Where a line below includes the word "organizations", copy that line.

Collected data entries:
◆ ◆ ◆
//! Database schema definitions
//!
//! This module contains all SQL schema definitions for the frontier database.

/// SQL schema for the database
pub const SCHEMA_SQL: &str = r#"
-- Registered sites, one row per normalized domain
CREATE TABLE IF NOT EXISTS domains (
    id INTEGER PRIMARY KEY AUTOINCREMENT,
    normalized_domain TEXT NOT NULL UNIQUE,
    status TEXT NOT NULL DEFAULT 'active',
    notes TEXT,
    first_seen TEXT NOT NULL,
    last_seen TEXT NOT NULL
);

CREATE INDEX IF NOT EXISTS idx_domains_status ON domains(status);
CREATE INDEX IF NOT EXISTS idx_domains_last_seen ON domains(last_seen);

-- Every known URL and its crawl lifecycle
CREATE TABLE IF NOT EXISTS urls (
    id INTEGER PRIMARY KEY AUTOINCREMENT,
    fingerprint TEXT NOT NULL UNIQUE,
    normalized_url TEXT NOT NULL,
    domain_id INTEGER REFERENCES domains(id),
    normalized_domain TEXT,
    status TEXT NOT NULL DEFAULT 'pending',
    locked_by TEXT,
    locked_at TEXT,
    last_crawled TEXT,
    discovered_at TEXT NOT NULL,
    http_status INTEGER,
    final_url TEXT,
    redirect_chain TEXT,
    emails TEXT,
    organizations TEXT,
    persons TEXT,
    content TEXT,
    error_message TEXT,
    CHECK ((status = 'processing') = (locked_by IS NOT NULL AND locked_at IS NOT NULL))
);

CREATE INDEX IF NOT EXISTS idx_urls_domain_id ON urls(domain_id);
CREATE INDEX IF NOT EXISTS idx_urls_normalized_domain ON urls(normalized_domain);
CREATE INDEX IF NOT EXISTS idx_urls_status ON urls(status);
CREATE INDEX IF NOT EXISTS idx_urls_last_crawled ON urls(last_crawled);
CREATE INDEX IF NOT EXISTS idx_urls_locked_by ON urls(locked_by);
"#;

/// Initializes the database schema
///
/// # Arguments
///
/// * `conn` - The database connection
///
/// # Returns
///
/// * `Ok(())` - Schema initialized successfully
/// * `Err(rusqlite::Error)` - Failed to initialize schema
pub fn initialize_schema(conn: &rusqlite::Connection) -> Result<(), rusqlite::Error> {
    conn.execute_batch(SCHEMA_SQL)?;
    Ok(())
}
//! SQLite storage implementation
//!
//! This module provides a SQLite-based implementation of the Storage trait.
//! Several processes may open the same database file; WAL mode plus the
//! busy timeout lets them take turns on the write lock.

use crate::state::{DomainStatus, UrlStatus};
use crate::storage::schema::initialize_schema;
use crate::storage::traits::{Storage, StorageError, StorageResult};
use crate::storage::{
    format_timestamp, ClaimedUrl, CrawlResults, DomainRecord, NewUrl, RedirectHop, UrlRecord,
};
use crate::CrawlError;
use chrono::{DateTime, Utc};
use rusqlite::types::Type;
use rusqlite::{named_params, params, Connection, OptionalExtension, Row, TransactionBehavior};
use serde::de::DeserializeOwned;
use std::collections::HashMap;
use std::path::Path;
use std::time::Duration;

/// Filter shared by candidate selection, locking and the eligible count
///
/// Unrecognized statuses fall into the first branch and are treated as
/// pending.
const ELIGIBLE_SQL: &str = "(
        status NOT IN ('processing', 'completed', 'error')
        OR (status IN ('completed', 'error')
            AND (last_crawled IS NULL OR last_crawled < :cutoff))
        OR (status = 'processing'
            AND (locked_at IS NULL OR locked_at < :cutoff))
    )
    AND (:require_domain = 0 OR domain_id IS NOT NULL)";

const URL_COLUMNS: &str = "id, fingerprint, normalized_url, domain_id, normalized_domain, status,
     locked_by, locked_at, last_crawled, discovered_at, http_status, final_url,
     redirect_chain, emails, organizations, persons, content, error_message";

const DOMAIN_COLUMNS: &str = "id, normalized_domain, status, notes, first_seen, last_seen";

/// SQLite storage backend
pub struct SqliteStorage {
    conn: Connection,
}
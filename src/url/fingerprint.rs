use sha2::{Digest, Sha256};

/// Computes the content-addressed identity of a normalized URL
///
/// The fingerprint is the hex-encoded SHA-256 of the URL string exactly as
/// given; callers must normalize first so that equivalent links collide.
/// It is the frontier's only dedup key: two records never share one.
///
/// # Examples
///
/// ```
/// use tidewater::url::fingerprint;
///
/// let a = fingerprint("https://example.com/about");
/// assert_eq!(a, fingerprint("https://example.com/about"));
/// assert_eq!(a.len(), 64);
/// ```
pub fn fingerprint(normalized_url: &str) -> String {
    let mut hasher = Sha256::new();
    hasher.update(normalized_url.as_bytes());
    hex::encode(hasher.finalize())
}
◆ ◆ ◆
**Answer section**
    organizations TEXT,
     redirect_chain, emails, organizations, persons, content, error_message";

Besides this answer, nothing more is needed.